From the data below, repeat exactly the lines from the line with "does not decode." to the line with "never carry one", both included.

▼

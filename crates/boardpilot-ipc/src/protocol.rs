//! Service wire protocol
//!
//! Every message is a JSON object carrying a numeric `cmd`. Requests carry a
//! client-assigned `reqid` which the service echoes back in the reply along
//! with a `status` flag. `EVENT` messages are unsolicited and carry no
//! `reqid`.
//!
//! Config payloads travel hex encoded under the `data` key.

use std::fmt;

use boardpilot_codec::{ConfigField, bytes_to_hex, hex_to_bytes};
use serde::{Deserialize, Serialize};
use serde_json::{Map, Value, json};

use crate::error::{IpcError, IpcResult};

/// Command ids
pub mod commands {
    pub const REGISTER: u64 = 0x01;
    pub const DEVICES: u64 = 0x10;
    pub const ZMK_CONTROL_WRITE: u64 = 0x40;
    pub const ZMK_CONTROL_READ: u64 = 0x41;
    pub const EVENT: u64 = 0x80;
}

/// Service command
#[derive(Debug, Clone, Copy, PartialEq, Eq, Hash)]
pub enum Command {
    Register,
    Devices,
    ZmkControlWrite,
    ZmkControlRead,
    Event,
    /// A command id this client does not know
    Unrecognized(u64),
}

impl Command {
    pub fn from_code(code: u64) -> Self {
        match code {
            commands::REGISTER => Command::Register,
            commands::DEVICES => Command::Devices,
            commands::ZMK_CONTROL_WRITE => Command::ZmkControlWrite,
            commands::ZMK_CONTROL_READ => Command::ZmkControlRead,
            commands::EVENT => Command::Event,
            other => Command::Unrecognized(other),
        }
    }

    pub fn code(self) -> u64 {
        match self {
            Command::Register => commands::REGISTER,
            Command::Devices => commands::DEVICES,
            Command::ZmkControlWrite => commands::ZMK_CONTROL_WRITE,
            Command::ZmkControlRead => commands::ZMK_CONTROL_READ,
            Command::Event => commands::EVENT,
            Command::Unrecognized(code) => code,
        }
    }
}

impl fmt::Display for Command {
    fn fmt(&self, f: &mut fmt::Formatter<'_>) -> fmt::Result {
        match self {
            Command::Register => write!(f, "REGISTER"),
            Command::Devices => write!(f, "DEVICES"),
            Command::ZmkControlWrite => write!(f, "ZMK_CONTROL_WRITE"),
            Command::ZmkControlRead => write!(f, "ZMK_CONTROL_READ"),
            Command::Event => write!(f, "EVENT"),
            Command::Unrecognized(code) => write!(f, "UNRECOGNIZED({code:#04x})"),
        }
    }
}

/// Unsolicited event type
#[derive(Debug, Clone, Copy, PartialEq, Eq, Hash)]
pub enum EventType {
    None,
    DeviceConnected,
    DeviceDisconnected,
    Unrecognized(u64),
}

impl EventType {
    pub fn from_code(code: u64) -> Self {
        match code {
            0 => EventType::None,
            1 => EventType::DeviceConnected,
            2 => EventType::DeviceDisconnected,
            other => EventType::Unrecognized(other),
        }
    }

    pub fn code(self) -> u64 {
        match self {
            EventType::None => 0,
            EventType::DeviceConnected => 1,
            EventType::DeviceDisconnected => 2,
            EventType::Unrecognized(code) => code,
        }
    }
}

/// How the keyboard is attached to the host
#[derive(Debug, Clone, Copy, PartialEq, Eq, Hash, Serialize, Deserialize)]
#[serde(rename_all = "lowercase")]
pub enum TransportKind {
    Usb,
    Bt,
    /// A transport this client does not know
    #[serde(other)]
    Unknown,
}

impl fmt::Display for TransportKind {
    fn fmt(&self, f: &mut fmt::Formatter<'_>) -> fmt::Result {
        match self {
            TransportKind::Usb => write!(f, "usb"),
            TransportKind::Bt => write!(f, "bt"),
            TransportKind::Unknown => write!(f, "unknown"),
        }
    }
}

/// USB product descriptor fields
#[derive(Debug, Clone, PartialEq, Eq, Serialize, Deserialize)]
pub struct ProductInfo {
    pub vid: u16,
    pub pid: u16,
    #[serde(default)]
    pub manufacturer: String,
    #[serde(default)]
    pub product: String,
    #[serde(default)]
    pub rev: u16,
}

/// Per-unit identity
#[derive(Debug, Clone, PartialEq, Eq, Serialize, Deserialize)]
pub struct ConnectionInfo {
    pub serial: String,
    pub protocol: TransportKind,
}

/// Device description as reported by the service
#[derive(Debug, Clone, PartialEq, Eq, Serialize, Deserialize)]
pub struct DeviceInfo {
    pub product: ProductInfo,
    pub device: ConnectionInfo,
}

impl DeviceInfo {
    /// USB-attached device with the given serial and product name
    pub fn usb(serial: impl Into<String>, vid: u16, pid: u16, product: impl Into<String>) -> Self {
        Self {
            product: ProductInfo {
                vid,
                pid,
                manufacturer: String::new(),
                product: product.into(),
                rev: 0,
            },
            device: ConnectionInfo {
                serial: serial.into(),
                protocol: TransportKind::Usb,
            },
        }
    }

    pub fn serial(&self) -> &str {
        &self.device.serial
    }
}

/// Outbound request
#[derive(Debug, Clone, PartialEq, Eq)]
pub enum Request {
    /// Authenticate with the shared key
    Register { key: String },
    /// List attached devices
    Devices,
    /// Read one config field from a device
    ReadConfig { device: String, field: ConfigField },
    /// Write one config field, optionally persisting it
    WriteConfig {
        device: String,
        field: ConfigField,
        data: Vec<u8>,
        save: bool,
    },
}

impl Request {
    pub fn command(&self) -> Command {
        match self {
            Request::Register { .. } => Command::Register,
            Request::Devices => Command::Devices,
            Request::ReadConfig { .. } => Command::ZmkControlRead,
            Request::WriteConfig { .. } => Command::ZmkControlWrite,
        }
    }

    /// Build the JSON envelope for this request
    pub fn to_value(&self, reqid: u64) -> Value {
        let cmd = self.command().code();
        match self {
            Request::Register { key } => json!({ "cmd": cmd, "reqid": reqid, "key": key }),
            Request::Devices => json!({ "cmd": cmd, "reqid": reqid }),
            Request::ReadConfig { device, field } => json!({
                "cmd": cmd,
                "reqid": reqid,
                "device": device,
                "field": field.id(),
            }),
            Request::WriteConfig {
                device,
                field,
                data,
                save,
            } => json!({
                "cmd": cmd,
                "reqid": reqid,
                "device": device,
                "field": field.id(),
                "save": save,
                "data": bytes_to_hex(data),
            }),
        }
    }

    /// Serialize the envelope to the text sent over the transport
    pub fn encode(&self, reqid: u64) -> IpcResult<String> {
        serde_json::to_string(&self.to_value(reqid))
            .map_err(|e| IpcError::EncodingFailed(e.to_string()))
    }
}

/// Command-specific part of a reply
#[derive(Debug, Clone, PartialEq, Eq)]
pub enum ResponseBody {
    Register,
    Devices(Vec<DeviceInfo>),
    Read {
        device: String,
        field: ConfigField,
        data: Vec<u8>,
    },
    Write {
        device: String,
        field: ConfigField,
    },
    /// Reply to a command this client does not model
    Other(Map<String, Value>),
}

/// Reply envelope correlated by `reqid`
#[derive(Debug, Clone, PartialEq, Eq)]
pub struct Response {
    pub command: Command,
    pub reqid: u64,
    pub status: bool,
    pub body: ResponseBody,
}

/// Unsolicited event envelope
#[derive(Debug, Clone, PartialEq, Eq)]
pub struct Event {
    pub event_type: EventType,
    pub device: Option<DeviceInfo>,
}

/// Any message received from the service
#[derive(Debug, Clone, PartialEq, Eq)]
pub enum Inbound {
    Response(Response),
    Event(Event),
}

#[derive(Deserialize)]
struct Envelope {
    cmd: u64,
    #[serde(default)]
    reqid: Option<u64>,
    #[serde(default)]
    status: bool,
    #[serde(flatten)]
    rest: Map<String, Value>,
}

#[derive(Deserialize)]
struct DevicesFields {
    #[serde(default)]
    devices: Vec<DeviceInfo>,
}

#[derive(Deserialize)]
struct ControlFields {
    #[serde(default)]
    device: String,
    #[serde(default)]
    field: u16,
    #[serde(default)]
    data: Option<String>,
}

#[derive(Deserialize)]
struct EventFields {
    #[serde(rename = "type", default)]
    event_type: u64,
    #[serde(default)]
    device: Option<DeviceInfo>,
}

fn fields<T: for<'de> Deserialize<'de>>(rest: Map<String, Value>) -> IpcResult<T> {
    Ok(serde_json::from_value(Value::Object(rest))?)
}

/// Inbound document with its header parsed and its body still raw.
///
/// Splitting the two steps lets the client fail the matching request when a
/// reply carries a valid `reqid` but a body that does not decode.
#[derive(Debug, Clone)]
pub struct RawInbound {
    command: Command,
    reqid: Option<u64>,
    status: bool,
    rest: Map<String, Value>,
}

impl RawInbound {
    /// Parse the envelope fields (`cmd`, `reqid`, `status`)
    pub fn parse(text: &str) -> IpcResult<Self> {
        let envelope: Envelope = serde_json::from_str(text)?;
        Ok(Self {
            command: Command::from_code(envelope.cmd),
            reqid: envelope.reqid,
            status: envelope.status,
            rest: envelope.rest,
        })
    }

    pub fn command(&self) -> Command {
        self.command
    }

    /// Request id of a reply; events never carry one
    pub fn reqid(&self) -> Option<u64> {
        if self.command == Command::Event {
            None
        } else {
            self.reqid
        }
    }

    /// Decode the command-specific body
    pub fn decode(self) -> IpcResult<Inbound> {
        let command = self.command;
        if command == Command::Event {
            let event: EventFields = fields(self.rest)?;
            return Ok(Inbound::Event(Event {
                event_type: EventType::from_code(event.event_type),
                device: event.device,
            }));
        }

        let reqid = self.reqid.ok_or_else(|| {
            IpcError::DecodingFailed(format!("{command} reply without reqid"))
        })?;

        let body = match command {
            Command::Register => ResponseBody::Register,
            Command::Devices => ResponseBody::Devices(fields::<DevicesFields>(self.rest)?.devices),
            Command::ZmkControlRead => {
                let control: ControlFields = fields(self.rest)?;
                let data = match control.data.as_deref() {
                    Some(hex) => hex_to_bytes(hex)?,
                    None => Vec::new(),
                };
                ResponseBody::Read {
                    device: control.device,
                    field: ConfigField::from_id(control.field),
                    data,
                }
            }
            Command::ZmkControlWrite => {
                let control: ControlFields = fields(self.rest)?;
                ResponseBody::Write {
                    device: control.device,
                    field: ConfigField::from_id(control.field),
                }
            }
            Command::Event | Command::Unrecognized(_) => ResponseBody::Other(self.rest),
        };

        Ok(Inbound::Response(Response {
            command,
            reqid,
            status: self.status,
            body,
        }))
    }
}

/// Parse one inbound JSON document
pub fn decode_inbound(text: &str) -> IpcResult<Inbound> {
    RawInbound::parse(text)?.decode()
}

▲

> _Solution below_:
/// reply carries a valid `reqid` but a body that does not decode.
#[derive(Debug, Clone)]
pub struct RawInbound {
    command: Command,
    reqid: Option<u64>,
    status: bool,
    rest: Map<String, Value>,
}

impl RawInbound {
    /// Parse the envelope fields (`cmd`, `reqid`, `status`)
    pub fn parse(text: &str) -> IpcResult<Self> {
        let envelope: Envelope = serde_json::from_str(text)?;
        Ok(Self {
            command: Command::from_code(envelope.cmd),
            reqid: envelope.reqid,
            status: envelope.status,
            rest: envelope.rest,
        })
    }

    pub fn command(&self) -> Command {
        self.command
    }

    /// Request id of a reply; events never carry one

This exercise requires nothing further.